* [Brief]: Extract each line from the entries below that has the string "last" in it.
═════ Input material
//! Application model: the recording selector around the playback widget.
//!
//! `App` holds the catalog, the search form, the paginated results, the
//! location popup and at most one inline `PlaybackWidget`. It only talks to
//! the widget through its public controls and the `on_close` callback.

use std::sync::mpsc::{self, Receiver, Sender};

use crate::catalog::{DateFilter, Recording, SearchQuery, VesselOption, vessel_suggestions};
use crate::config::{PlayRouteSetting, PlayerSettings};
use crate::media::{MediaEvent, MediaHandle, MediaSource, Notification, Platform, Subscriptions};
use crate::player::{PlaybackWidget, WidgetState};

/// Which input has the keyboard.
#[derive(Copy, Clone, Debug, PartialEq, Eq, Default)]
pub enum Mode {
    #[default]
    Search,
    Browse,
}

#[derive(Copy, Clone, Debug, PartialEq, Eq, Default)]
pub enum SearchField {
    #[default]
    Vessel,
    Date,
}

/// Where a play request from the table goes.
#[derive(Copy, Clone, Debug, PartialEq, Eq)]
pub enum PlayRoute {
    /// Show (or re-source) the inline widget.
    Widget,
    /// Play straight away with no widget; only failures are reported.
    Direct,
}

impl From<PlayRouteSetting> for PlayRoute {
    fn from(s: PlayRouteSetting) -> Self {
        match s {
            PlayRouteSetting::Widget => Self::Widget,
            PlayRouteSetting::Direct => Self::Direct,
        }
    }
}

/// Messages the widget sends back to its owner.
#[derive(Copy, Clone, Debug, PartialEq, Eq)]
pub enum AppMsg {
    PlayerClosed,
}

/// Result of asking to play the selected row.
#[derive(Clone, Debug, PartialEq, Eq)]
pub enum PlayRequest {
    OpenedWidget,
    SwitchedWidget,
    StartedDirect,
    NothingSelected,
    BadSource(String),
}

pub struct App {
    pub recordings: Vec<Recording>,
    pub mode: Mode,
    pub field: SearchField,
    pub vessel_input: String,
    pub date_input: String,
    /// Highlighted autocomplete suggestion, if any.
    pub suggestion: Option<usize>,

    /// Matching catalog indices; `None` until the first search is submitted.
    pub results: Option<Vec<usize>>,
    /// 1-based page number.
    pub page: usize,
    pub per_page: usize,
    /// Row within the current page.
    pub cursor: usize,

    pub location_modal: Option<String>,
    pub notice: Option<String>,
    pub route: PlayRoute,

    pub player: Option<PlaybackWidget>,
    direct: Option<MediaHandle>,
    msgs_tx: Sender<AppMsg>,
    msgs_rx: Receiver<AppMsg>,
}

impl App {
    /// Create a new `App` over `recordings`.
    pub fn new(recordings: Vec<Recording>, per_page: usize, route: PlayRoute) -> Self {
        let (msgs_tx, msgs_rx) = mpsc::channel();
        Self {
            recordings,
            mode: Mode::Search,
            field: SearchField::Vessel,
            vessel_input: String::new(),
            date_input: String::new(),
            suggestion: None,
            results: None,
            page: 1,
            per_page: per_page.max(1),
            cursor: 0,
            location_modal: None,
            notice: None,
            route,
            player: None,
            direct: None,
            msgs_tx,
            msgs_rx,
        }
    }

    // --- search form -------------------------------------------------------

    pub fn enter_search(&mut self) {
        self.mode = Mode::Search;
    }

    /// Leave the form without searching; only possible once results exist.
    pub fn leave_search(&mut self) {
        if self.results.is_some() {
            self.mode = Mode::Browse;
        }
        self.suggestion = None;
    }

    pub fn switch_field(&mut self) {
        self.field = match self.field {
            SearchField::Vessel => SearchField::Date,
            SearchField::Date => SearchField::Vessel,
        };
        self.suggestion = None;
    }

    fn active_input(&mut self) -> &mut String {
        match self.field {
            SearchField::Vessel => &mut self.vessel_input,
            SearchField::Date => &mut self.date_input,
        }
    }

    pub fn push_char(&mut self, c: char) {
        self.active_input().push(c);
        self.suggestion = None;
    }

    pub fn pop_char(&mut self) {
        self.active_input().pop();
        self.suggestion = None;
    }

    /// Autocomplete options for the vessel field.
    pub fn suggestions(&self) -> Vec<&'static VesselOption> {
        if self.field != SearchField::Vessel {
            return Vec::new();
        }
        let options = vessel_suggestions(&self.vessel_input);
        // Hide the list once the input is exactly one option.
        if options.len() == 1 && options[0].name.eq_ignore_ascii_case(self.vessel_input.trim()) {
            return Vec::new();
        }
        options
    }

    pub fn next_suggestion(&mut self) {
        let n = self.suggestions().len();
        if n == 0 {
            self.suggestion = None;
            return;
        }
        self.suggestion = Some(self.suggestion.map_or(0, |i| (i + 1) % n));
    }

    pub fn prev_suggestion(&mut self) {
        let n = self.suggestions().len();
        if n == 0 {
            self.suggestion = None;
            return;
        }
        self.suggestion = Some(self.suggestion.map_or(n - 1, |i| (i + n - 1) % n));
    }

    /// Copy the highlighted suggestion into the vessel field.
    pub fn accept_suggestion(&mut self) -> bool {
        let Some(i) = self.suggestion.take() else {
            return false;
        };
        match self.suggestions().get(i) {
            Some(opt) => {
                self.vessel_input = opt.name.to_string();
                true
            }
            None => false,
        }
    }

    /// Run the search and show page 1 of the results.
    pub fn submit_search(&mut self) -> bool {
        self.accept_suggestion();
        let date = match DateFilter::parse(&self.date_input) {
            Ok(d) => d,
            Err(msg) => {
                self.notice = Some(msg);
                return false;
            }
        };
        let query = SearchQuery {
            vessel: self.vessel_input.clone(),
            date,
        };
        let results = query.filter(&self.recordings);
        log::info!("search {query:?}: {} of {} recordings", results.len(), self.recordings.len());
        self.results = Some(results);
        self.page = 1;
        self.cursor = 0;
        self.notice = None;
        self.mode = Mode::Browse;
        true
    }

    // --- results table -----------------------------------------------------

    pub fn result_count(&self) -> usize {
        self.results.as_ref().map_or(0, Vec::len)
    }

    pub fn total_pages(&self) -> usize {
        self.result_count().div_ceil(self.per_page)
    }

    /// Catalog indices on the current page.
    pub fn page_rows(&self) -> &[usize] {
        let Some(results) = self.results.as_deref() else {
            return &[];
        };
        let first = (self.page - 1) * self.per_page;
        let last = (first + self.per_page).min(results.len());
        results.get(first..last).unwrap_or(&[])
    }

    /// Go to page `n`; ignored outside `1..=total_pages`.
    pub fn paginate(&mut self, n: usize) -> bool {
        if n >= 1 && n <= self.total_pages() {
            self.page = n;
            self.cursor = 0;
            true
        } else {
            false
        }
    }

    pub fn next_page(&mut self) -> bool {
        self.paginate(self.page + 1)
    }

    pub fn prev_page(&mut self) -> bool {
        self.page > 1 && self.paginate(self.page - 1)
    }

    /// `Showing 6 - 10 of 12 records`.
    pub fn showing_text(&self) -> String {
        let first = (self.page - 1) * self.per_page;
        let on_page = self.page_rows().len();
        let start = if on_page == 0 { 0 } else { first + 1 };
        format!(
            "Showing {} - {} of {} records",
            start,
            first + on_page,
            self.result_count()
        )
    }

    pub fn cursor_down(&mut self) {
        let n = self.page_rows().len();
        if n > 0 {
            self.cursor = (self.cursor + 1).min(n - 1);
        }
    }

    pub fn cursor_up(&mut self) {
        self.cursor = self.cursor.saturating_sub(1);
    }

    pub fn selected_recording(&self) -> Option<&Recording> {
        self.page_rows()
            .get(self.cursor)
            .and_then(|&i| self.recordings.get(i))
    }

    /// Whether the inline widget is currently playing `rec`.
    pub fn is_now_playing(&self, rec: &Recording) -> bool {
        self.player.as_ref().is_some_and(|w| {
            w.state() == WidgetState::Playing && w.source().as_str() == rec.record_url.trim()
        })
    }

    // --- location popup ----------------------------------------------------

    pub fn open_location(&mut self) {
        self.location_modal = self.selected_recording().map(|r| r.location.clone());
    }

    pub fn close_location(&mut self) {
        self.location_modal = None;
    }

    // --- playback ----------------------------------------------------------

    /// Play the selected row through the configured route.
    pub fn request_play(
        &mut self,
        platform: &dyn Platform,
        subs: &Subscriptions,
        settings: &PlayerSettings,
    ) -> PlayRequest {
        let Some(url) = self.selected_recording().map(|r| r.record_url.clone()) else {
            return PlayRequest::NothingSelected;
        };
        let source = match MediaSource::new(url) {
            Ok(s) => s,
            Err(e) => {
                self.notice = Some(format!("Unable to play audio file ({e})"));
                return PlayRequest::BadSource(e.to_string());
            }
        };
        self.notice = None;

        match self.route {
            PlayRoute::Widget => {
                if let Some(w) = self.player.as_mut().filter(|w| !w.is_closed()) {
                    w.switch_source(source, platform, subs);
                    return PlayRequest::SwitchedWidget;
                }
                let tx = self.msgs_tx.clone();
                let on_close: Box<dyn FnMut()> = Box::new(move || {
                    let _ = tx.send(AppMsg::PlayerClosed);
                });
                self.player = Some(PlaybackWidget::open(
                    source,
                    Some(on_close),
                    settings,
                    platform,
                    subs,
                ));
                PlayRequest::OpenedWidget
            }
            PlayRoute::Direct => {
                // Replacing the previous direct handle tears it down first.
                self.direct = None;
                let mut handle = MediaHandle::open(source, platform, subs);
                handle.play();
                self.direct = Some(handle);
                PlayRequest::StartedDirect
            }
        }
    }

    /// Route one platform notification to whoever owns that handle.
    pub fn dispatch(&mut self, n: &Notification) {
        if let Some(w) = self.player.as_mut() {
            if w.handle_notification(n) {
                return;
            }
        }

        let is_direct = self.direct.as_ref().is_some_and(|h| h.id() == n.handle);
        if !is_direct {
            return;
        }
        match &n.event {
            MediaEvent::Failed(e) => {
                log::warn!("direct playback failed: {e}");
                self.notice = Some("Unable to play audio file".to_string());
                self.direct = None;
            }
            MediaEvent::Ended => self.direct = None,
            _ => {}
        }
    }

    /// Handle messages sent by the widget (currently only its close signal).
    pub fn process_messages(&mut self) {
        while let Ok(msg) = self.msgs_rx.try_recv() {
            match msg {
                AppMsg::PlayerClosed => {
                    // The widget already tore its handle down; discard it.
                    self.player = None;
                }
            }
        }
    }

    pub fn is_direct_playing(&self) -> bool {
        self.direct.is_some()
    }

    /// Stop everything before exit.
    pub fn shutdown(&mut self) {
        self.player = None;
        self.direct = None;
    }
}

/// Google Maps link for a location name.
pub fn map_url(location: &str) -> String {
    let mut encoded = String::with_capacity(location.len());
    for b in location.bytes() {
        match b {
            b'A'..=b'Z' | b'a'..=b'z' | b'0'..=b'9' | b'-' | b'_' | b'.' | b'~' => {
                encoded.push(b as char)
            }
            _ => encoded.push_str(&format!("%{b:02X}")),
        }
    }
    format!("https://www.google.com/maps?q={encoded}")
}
══════════
* [Solution]:
        let last = (first + self.per_page).min(results.len());
        results.get(first..last).unwrap_or(&[])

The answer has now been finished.